## What to produce
Scan the entries line by line and return those with "been".

## Records for processing
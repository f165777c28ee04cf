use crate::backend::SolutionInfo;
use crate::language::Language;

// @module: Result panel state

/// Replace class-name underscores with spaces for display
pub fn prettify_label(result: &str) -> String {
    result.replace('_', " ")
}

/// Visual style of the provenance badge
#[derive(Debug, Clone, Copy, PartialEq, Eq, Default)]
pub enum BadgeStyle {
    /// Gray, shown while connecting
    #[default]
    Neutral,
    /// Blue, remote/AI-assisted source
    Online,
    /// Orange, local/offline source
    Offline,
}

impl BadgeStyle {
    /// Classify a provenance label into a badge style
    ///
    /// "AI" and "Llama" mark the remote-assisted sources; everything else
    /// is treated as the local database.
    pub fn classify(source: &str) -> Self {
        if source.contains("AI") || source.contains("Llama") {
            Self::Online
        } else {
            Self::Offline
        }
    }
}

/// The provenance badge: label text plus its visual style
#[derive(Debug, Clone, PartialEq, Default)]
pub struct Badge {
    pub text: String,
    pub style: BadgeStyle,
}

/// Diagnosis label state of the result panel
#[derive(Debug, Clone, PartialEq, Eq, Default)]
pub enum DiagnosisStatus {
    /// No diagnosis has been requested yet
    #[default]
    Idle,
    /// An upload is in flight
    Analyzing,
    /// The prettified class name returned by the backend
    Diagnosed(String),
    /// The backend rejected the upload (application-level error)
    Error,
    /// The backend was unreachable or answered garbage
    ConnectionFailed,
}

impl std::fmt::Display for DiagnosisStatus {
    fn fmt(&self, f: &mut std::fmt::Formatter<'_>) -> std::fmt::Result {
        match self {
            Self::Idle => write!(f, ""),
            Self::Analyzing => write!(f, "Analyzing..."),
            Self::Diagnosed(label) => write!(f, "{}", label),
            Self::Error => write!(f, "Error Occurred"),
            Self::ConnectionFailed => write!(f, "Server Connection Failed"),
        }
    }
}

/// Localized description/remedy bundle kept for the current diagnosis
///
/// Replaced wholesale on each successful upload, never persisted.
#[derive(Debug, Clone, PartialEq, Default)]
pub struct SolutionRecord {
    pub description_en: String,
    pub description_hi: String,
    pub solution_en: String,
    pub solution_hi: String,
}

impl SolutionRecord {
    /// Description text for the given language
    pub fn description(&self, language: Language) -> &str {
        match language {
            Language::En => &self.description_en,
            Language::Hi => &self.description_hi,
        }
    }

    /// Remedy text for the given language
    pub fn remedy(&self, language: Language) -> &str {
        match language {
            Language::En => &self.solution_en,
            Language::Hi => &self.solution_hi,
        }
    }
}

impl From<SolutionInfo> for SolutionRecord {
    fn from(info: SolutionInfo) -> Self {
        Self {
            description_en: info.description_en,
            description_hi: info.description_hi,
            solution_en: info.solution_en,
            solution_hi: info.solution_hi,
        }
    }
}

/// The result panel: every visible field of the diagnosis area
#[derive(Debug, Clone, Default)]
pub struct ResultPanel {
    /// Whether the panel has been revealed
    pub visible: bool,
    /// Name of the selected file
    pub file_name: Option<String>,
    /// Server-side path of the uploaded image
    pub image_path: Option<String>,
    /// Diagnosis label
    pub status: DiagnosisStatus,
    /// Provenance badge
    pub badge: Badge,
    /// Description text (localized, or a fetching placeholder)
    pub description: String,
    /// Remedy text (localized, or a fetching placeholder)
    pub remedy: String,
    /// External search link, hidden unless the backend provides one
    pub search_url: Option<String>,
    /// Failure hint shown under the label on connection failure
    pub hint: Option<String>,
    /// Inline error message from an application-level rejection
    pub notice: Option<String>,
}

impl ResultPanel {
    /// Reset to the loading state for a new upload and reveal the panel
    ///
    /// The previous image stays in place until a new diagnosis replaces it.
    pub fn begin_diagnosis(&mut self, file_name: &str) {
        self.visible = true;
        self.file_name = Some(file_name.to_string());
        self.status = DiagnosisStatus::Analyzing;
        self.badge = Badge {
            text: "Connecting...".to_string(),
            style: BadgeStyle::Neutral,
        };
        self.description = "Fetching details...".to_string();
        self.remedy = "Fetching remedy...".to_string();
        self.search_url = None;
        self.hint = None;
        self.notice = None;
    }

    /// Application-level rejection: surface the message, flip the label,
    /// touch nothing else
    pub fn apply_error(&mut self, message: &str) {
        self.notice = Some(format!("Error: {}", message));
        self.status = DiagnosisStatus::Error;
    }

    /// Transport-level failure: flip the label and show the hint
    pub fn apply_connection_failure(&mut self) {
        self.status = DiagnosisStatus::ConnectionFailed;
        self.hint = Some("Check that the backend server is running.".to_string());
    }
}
* * *
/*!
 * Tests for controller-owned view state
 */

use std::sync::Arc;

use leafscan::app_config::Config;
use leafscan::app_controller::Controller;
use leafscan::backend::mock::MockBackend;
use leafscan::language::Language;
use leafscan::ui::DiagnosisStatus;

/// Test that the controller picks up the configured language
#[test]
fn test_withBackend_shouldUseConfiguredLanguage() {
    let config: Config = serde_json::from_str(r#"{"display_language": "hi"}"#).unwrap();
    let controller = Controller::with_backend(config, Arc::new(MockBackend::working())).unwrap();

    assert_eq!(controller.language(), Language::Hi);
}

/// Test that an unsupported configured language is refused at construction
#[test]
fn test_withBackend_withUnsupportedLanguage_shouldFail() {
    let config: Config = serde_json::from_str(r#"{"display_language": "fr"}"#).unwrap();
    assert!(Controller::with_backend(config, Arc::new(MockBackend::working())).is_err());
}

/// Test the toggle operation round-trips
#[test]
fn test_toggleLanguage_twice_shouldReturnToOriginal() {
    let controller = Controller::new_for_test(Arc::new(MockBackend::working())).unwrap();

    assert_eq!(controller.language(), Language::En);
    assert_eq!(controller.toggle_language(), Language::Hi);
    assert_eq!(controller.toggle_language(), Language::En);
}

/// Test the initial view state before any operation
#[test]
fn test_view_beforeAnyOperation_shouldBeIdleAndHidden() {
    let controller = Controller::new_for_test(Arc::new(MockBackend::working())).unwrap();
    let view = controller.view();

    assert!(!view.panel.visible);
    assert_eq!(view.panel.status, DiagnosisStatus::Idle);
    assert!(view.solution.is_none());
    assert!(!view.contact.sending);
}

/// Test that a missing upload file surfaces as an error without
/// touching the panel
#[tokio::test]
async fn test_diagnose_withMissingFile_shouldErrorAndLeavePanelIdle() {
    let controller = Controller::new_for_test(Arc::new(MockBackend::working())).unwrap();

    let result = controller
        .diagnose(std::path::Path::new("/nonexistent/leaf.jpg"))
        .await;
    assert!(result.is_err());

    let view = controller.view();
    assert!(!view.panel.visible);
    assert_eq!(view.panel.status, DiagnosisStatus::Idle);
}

## Task response
    /// No diagnosis has been requested yet
    /// Whether the panel has been revealed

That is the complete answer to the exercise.